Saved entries
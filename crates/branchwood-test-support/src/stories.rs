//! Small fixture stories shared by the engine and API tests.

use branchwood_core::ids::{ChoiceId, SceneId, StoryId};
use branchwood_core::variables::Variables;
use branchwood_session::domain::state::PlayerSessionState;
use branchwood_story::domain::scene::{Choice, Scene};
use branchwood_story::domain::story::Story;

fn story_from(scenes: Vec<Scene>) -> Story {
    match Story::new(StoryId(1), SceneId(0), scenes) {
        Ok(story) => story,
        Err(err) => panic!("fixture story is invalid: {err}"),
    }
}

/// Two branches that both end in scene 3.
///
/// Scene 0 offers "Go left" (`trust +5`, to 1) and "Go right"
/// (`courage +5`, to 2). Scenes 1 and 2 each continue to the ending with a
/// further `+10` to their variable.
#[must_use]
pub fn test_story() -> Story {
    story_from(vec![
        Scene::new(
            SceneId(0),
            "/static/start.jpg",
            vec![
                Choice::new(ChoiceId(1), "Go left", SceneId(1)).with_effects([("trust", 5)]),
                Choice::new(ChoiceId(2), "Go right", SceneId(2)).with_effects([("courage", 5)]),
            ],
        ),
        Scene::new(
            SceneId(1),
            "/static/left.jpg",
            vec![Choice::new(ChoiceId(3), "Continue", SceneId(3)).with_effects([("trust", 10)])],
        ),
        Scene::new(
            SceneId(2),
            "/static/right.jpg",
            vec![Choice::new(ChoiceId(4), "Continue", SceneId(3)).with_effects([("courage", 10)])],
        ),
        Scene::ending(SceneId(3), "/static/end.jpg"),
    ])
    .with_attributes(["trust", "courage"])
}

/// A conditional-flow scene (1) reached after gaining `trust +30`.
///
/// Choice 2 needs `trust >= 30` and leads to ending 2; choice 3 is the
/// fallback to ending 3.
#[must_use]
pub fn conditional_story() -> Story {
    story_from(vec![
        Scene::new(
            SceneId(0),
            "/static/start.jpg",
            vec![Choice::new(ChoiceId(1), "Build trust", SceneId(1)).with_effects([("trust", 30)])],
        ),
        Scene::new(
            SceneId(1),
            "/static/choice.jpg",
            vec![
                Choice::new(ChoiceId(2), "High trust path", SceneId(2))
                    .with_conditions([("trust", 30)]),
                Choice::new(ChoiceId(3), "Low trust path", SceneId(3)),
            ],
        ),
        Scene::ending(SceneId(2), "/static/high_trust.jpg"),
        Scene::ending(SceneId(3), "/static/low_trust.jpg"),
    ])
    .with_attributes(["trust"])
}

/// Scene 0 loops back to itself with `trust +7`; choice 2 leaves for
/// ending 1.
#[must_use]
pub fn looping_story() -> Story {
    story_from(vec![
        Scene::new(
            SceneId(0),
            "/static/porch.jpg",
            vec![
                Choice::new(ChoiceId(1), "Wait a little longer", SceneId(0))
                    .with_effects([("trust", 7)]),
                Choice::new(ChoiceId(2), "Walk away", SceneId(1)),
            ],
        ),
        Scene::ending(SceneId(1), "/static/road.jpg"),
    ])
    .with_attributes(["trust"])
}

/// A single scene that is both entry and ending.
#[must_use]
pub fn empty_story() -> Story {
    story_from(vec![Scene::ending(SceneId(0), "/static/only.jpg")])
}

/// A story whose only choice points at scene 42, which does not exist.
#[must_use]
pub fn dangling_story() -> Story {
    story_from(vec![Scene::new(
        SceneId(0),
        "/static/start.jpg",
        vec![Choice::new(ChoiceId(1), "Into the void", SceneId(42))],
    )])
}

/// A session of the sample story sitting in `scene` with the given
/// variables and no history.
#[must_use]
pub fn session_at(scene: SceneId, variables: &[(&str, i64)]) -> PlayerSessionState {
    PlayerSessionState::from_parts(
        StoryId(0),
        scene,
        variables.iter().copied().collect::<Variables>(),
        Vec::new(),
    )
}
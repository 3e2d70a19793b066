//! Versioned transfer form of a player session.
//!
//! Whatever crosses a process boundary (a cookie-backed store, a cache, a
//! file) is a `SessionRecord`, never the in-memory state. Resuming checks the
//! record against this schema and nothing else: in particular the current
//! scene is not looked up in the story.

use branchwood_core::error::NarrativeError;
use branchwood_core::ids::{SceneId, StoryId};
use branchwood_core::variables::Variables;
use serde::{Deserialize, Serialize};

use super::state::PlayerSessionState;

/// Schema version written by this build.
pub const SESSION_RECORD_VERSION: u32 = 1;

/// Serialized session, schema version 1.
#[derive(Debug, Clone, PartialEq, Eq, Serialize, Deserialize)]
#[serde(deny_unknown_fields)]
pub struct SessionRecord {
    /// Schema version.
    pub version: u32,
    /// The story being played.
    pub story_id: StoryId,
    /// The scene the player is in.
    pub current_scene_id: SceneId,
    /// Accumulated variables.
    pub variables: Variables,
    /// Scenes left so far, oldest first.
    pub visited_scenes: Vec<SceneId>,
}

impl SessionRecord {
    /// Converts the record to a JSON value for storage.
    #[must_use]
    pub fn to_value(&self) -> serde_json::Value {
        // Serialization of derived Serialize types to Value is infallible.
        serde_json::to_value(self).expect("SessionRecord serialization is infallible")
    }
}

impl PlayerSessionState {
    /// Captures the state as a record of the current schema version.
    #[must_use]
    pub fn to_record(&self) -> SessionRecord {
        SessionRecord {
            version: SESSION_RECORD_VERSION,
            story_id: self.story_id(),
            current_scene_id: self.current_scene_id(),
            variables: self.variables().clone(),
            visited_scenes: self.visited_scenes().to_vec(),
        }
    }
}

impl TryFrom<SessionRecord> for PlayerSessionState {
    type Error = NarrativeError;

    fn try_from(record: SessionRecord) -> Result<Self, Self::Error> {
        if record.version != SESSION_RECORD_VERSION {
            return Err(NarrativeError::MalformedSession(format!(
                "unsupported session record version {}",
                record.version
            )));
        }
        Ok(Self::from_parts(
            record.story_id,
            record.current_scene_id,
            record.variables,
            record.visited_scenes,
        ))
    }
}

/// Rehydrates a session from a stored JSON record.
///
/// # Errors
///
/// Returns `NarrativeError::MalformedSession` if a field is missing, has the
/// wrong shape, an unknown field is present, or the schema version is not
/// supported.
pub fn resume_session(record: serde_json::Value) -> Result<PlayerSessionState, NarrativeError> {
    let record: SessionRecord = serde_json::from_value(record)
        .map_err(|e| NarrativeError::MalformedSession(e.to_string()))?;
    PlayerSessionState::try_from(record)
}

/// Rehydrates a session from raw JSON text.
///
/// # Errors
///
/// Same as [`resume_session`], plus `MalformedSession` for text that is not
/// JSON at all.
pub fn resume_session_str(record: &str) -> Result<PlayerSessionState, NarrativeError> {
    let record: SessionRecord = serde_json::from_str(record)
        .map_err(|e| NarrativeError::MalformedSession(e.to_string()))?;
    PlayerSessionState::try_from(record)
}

▸ What is needed:
In the entries above, some lines hold the string "this". Copy each of them.

▸ Solution below:
//! record against this schema and nothing else: in particular the current
/// Schema version written by this build.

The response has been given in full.